An Ordinary Family – Day 6 FFF 2012


An Ordinary Family

An Ordinary Family
I wanted to like this film.

It had a very compelling, contemporary story. A gay man brings his lover to a family vacation, unbeknownst to his brother who is a minister complete with wife and children. What ensues are the typical scenes you’d expect from this formula–brother confronting brother, the talk about how dad would feel if he were alive, mother playing the peacemaker.

I found the film to be somewhat shallow and the story arc to be disjointed and chaotic. During the Q & A afterwards, I discovered why. Every scene and all the dialogue in the movie was done extemporaneously. While the story arc was mapped out, each scene was created unscripted.

Perhaps this approach led to moments of wonderful spontaneity. For me, however, it mostly led to moments that felt cliche-ish and to an overall story that lacked the kind of depth one can find in a movie that is crafted more carefully.

At the end of the film, in a moment of FFF creativity, one of the lead actors was able to do a Q & A using Skype from his bedroom in New York. I asked him about the advantages and disadvantages of doing a non-scripted movie.

He liked how each scene could be “fresh and spontaneous. You have to listen to what the other person is saying,” he continued. “You have to figure out where your voice in the conversation will come.”

As for the downside he replied, “Disadvantages are that you don’t know where it’s going. We had one couple that was supposed to play a larger role. However, they got got marginalized as the week wore on.”

While I’m a big fan of extemporaneous theatre, I also recognize it takes a special talent to really pull it off.  This movie was OK. According to the actor who spoke, it was an important film for the LGBT community. But it’s not the best the FFF had to offer.

Audience Reaction
Some audience members don’t agree with me, however. “I thought it was awesome. I liked the emotion. It was honest and real, very believable. I liked that they had the kids in it,” says Geri from Toronto.

“It was excellent. It was amazing. We’re going to watch it again, now that we know it was ad libbed,” saidTricia.  Marilyn chimed in,
“Such a meaningful story for today. Struggles of a real family.” Tricia added, It was beyond what I was expecting.”

Another woman joins the conversation and together the three of them have a very animated talk about the unscripted nature of this movie. Isn’t this wonderful? Even a film that may not be the best provides moments of discussion and insight.

It’s why we love the FFF!

2 Responses to “An Ordinary Family – Day 6 FFF 2012”

  1. Chad Miller Says:


    I played William in the movie, and I wanted to thank you for attending the movie and the review. I appreciate not only your feedback, but also that you chose to include some other snippets of audience conversation.

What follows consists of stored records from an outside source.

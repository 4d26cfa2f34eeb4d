/// All game entity types — pure data, no logic.

/// Where a session sits in its lifecycle.
#[derive(Clone, Copy, Debug, PartialEq, Eq)]
pub enum Phase {
    Title,
    Running,
    GameOver,
}

/// The shared moving-object record: a box centered at (x, y) with
/// half-extents (w, h), translated by (sx, sy) once per tick.
#[derive(Clone, Debug, PartialEq)]
pub struct Sprite {
    pub x: f64,
    pub y: f64,
    pub sx: f64,
    pub sy: f64,
    pub w: f64,
    pub h: f64,
    /// Cleared to mark the entity for removal at the next cleanup phase.
    pub alive: bool,
}

#[derive(Clone, Debug, PartialEq)]
pub struct Player {
    pub sprite: Sprite,
    /// May dip below zero inside the tick that ends the run; the terminal
    /// check owns game-over detection.
    pub health: i32,
    pub score: u32,
    /// Best score seen over the process lifetime; survives resets.
    pub hiscore: u32,
    /// Ticks remaining before the next shot is allowed.
    pub cooldown: u32,
}

#[derive(Clone, Debug, PartialEq)]
pub struct Adversary {
    pub sprite: Sprite,
}

/// A projectile.  The owning collection decides its motion and death rule.
#[derive(Clone, Debug, PartialEq)]
pub struct Shot {
    pub sprite: Sprite,
}

/// Anchor of the scrolling starfield.  Not alive-tracked, never collides,
/// never removed.
#[derive(Clone, Debug, PartialEq)]
pub struct Background {
    pub sprite: Sprite,
}

/// The whole mutable game state.  Cloneable so the pure pipeline
/// functions can return a new copy without mutating the original.
#[derive(Clone, Debug, PartialEq)]
pub struct Session {
    pub player: Player,
    pub background: Background,
    pub adversaries: Vec<Adversary>,
    pub player_shots: Vec<Shot>,
    pub adversary_shots: Vec<Shot>,
    pub phase: Phase,
    pub width: f64,
    pub height: f64,
    pub frame: u64,
}
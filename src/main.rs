mod display;

use std::collections::HashMap;
use std::io::{stdout, BufWriter, Write};
use std::sync::mpsc;
use std::thread;
use std::time::{Duration, Instant};

use crossterm::{
    cursor,
    event::{
        self, Event, KeyCode, KeyEvent, KeyEventKind, KeyModifiers,
        KeyboardEnhancementFlags, PopKeyboardEnhancementFlags, PushKeyboardEnhancementFlags,
    },
    terminal,
    ExecutableCommand,
};
use rand::thread_rng;

use space_game::audio::LogAudio;
use space_game::compute::{init_session, start, sweep, terminal_check, tick};
use space_game::entities::{Phase, Session};
use space_game::input::{Dir, InputState};

const FRAME: Duration = Duration::from_millis(33); // ≈30 FPS

/// A key is considered "held" if its last press/repeat event arrived within
/// this many frames.  Covers terminals that don't emit key-release events:
/// the OS key-repeat rate is ≥ 15 Hz, so a window of 4 frames (≈133 ms) is
/// always refreshed before expiry.
const HOLD_WINDOW: u64 = 4;

const LEFT_KEYS: [KeyCode; 3] = [KeyCode::Left, KeyCode::Char('a'), KeyCode::Char('A')];
const RIGHT_KEYS: [KeyCode; 3] = [KeyCode::Right, KeyCode::Char('d'), KeyCode::Char('D')];
const FIRE_KEYS: [KeyCode; 4] = [
    KeyCode::Up,
    KeyCode::Char('w'),
    KeyCode::Char('W'),
    KeyCode::Char(' '),
];

/// Returns true if `key` was seen within the last `HOLD_WINDOW` frames.
fn is_held(key_frame: &HashMap<KeyCode, u64>, key: &KeyCode, frame: u64) -> bool {
    key_frame
        .get(key)
        .map(|&last| frame.saturating_sub(last) <= HOLD_WINDOW)
        .unwrap_or(false)
}

// ── Frame pacing ──────────────────────────────────────────────────────────────

/// Fixed-period driver the session is armed against.  The simulation
/// pipeline only runs while the pacer is armed; the terminal check disarms
/// it and a later start trigger re-arms it, so the caption screens and the
/// gameplay pipeline are mutually exclusive by construction.
struct Pacer {
    period: Duration,
    armed: bool,
}

impl Pacer {
    fn new(period: Duration) -> Self {
        Self {
            period,
            armed: false,
        }
    }

    fn start(&mut self) {
        self.armed = true;
    }

    fn stop(&mut self) {
        self.armed = false;
    }

    fn armed(&self) -> bool {
        self.armed
    }

    /// Sleep off the remainder of the frame period.
    fn wait(&self, frame_start: Instant) {
        let elapsed = frame_start.elapsed();
        if elapsed < self.period {
            thread::sleep(self.period - elapsed);
        }
    }
}

// ── Game loop ─────────────────────────────────────────────────────────────────

/// Runs until a quit key arrives.
///
/// Input model: key events only ever mutate the `InputState` buffer; the
/// simulation reads one snapshot per tick.  A `key_frame` map records the
/// frame of the last press/repeat event for every key so that direction
/// keys also expire on terminals that never send key-release events.
fn game_loop<W: Write>(
    out: &mut W,
    session: &mut Session,
    rx: &mpsc::Receiver<Event>,
) -> std::io::Result<()> {
    let mut rng = thread_rng();
    let mut audio = LogAudio;
    let mut input = InputState::new();
    let mut pacer = Pacer::new(FRAME);

    // Maps each held key → the frame it was last seen (press or repeat).
    let mut key_frame: HashMap<KeyCode, u64> = HashMap::new();
    let mut frame: u64 = 0;

    loop {
        let frame_start = Instant::now();
        frame += 1;

        // ── Drain all pending input events (non-blocking) ─────────────────────
        while let Ok(Event::Key(KeyEvent { code, kind, modifiers, .. })) = rx.try_recv() {
            match kind {
                KeyEventKind::Press | KeyEventKind::Repeat => {
                    key_frame.insert(code, frame);

                    if kind == KeyEventKind::Press {
                        match code {
                            KeyCode::Char('q') | KeyCode::Char('Q') | KeyCode::Esc => {
                                return Ok(());
                            }
                            KeyCode::Char('c')
                                if modifiers.contains(KeyModifiers::CONTROL) =>
                            {
                                return Ok(());
                            }
                            _ => {}
                        }
                    }

                    if LEFT_KEYS.contains(&code) {
                        input.press(Dir::Left);
                    } else if RIGHT_KEYS.contains(&code) {
                        input.press(Dir::Right);
                    } else if FIRE_KEYS.contains(&code) {
                        input.press_fire();
                    }

                    // Any key press off the run screen starts a run.
                    if kind == KeyEventKind::Press && session.phase != Phase::Running {
                        *session = start(session);
                        pacer.start();
                        log::info!("game started");
                    }
                }
                KeyEventKind::Release => {
                    key_frame.remove(&code);
                    if LEFT_KEYS.contains(&code) {
                        input.release(Dir::Left);
                    } else if RIGHT_KEYS.contains(&code) {
                        input.release(Dir::Right);
                    }
                }
            }
        }

        // Classic terminals never send releases; expire stale directions.
        // Releasing the inactive direction is a no-op.
        if !LEFT_KEYS.iter().any(|k| is_held(&key_frame, k, frame)) {
            input.release(Dir::Left);
        }
        if !RIGHT_KEYS.iter().any(|k| is_held(&key_frame, k, frame)) {
            input.release(Dir::Right);
        }

        // ── Fixed pipeline: update → collide → spawn → render → cleanup ──────
        if pacer.armed() {
            let snapshot = input.snapshot();
            *session = tick(session, &snapshot, &mut rng, &mut audio);
            display::render(out, session)?;
            *session = sweep(session);
            *session = terminal_check(session);
            if session.phase == Phase::GameOver {
                pacer.stop();
            }
        } else {
            // Title / game-over caption frames at the same fixed rate.
            display::render(out, session)?;
        }

        pacer.wait(frame_start);
    }
}

// ── Entry point ───────────────────────────────────────────────────────────────

fn main() -> std::io::Result<()> {
    env_logger::init();

    let raw_out = stdout();
    let mut out = BufWriter::new(raw_out);

    terminal::enable_raw_mode()?;
    out.execute(terminal::EnterAlternateScreen)?;
    out.execute(cursor::Hide)?;

    // Request key-release (and key-repeat) events from the terminal.
    // Ghostty / kitty-protocol terminals support this; others fall back
    // to the hold-window expiry in the game loop.
    let keyboard_enhanced = out
        .execute(PushKeyboardEnhancementFlags(
            KeyboardEnhancementFlags::REPORT_EVENT_TYPES,
        ))
        .is_ok();

    // Dedicate a thread exclusively to blocking event reads, sending them
    // through a channel so the game loop never has to block on I/O.
    let (tx, rx) = mpsc::channel::<Event>();
    thread::spawn(move || loop {
        match event::read() {
            Ok(ev) => {
                if tx.send(ev).is_err() {
                    break; // receiver dropped → program exiting
                }
            }
            Err(_) => break,
        }
    });

    let mut session = init_session();
    let result = game_loop(&mut out, &mut session, &rx);

    // Always restore the terminal
    if keyboard_enhanced {
        let _ = out.execute(PopKeyboardEnhancementFlags);
    }
    let _ = out.execute(cursor::Show);
    let _ = out.execute(terminal::LeaveAlternateScreen);
    let _ = terminal::disable_raw_mode();

    result
}
/// The sound capability the simulation fires cues into.
///
/// Cues are fire-and-forget; the simulation never observes a result.  The
/// terminal frontend has no sample playback, so the shipped
/// implementations either drop cues or surface them through the `log`
/// facade.

/// A single sound event.
#[derive(Clone, Copy, Debug, PartialEq, Eq)]
pub enum Cue {
    PlayerFire,
    AdversaryFire,
}

pub trait Audio {
    fn play(&mut self, cue: Cue);
}

/// Discards every cue.  Used by tests.
#[derive(Clone, Copy, Debug, Default)]
pub struct NullAudio;

impl Audio for NullAudio {
    fn play(&mut self, _cue: Cue) {}
}

/// Surfaces cues as debug log lines.
#[derive(Clone, Copy, Debug, Default)]
pub struct LogAudio;

impl Audio for LogAudio {
    fn play(&mut self, cue: Cue) {
        log::debug!("cue: {:?}", cue);
    }
}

    As I mentioned in the Q&A, I can only hope that this film serves as a conversation starter for people to explore these themes, whether through self-reflection or in dialog with others. Your review takes place in that larger conversation stream.

    Thank you again for your thoughts.


    • LanceAround Says:

      Hi Chad:

      Thanks for joining the conversation. I feel bad that my review of your film was a little tepid. I know how difficult it is to make a movie and I respect the amount of effort and passion that you put into your film. And, like I mentioned in my review, I think I was in the minority. Everyone I spoke to after the movie talked about how much they liked it. In addition Matt, the programming director for the FFF, listed it as one of his “must see” films at the festival.

      What I did love was the Q & A we had with you, via Skype, at the end of the film. Your comments really helped me understand the creative process you went through in crafting this film. It was a lot of work by a lot of people who were truly committed to the process and passionate about the topics explored in the film.

      Regardless of the artistic merit of the film, the topics of dealing with family dynamics–particularly about LGBT issues–is an important conversation for our society today. As you point out, to that end your film offers a great starting point for an even larger, and more important, dialogue.

      I wish you success and please keep me posted on your upcoming projects!


      PS: LOVED the Mickey Mouse ears you were wearing during the Q & A. Very appropriate for the audience and a nice touch!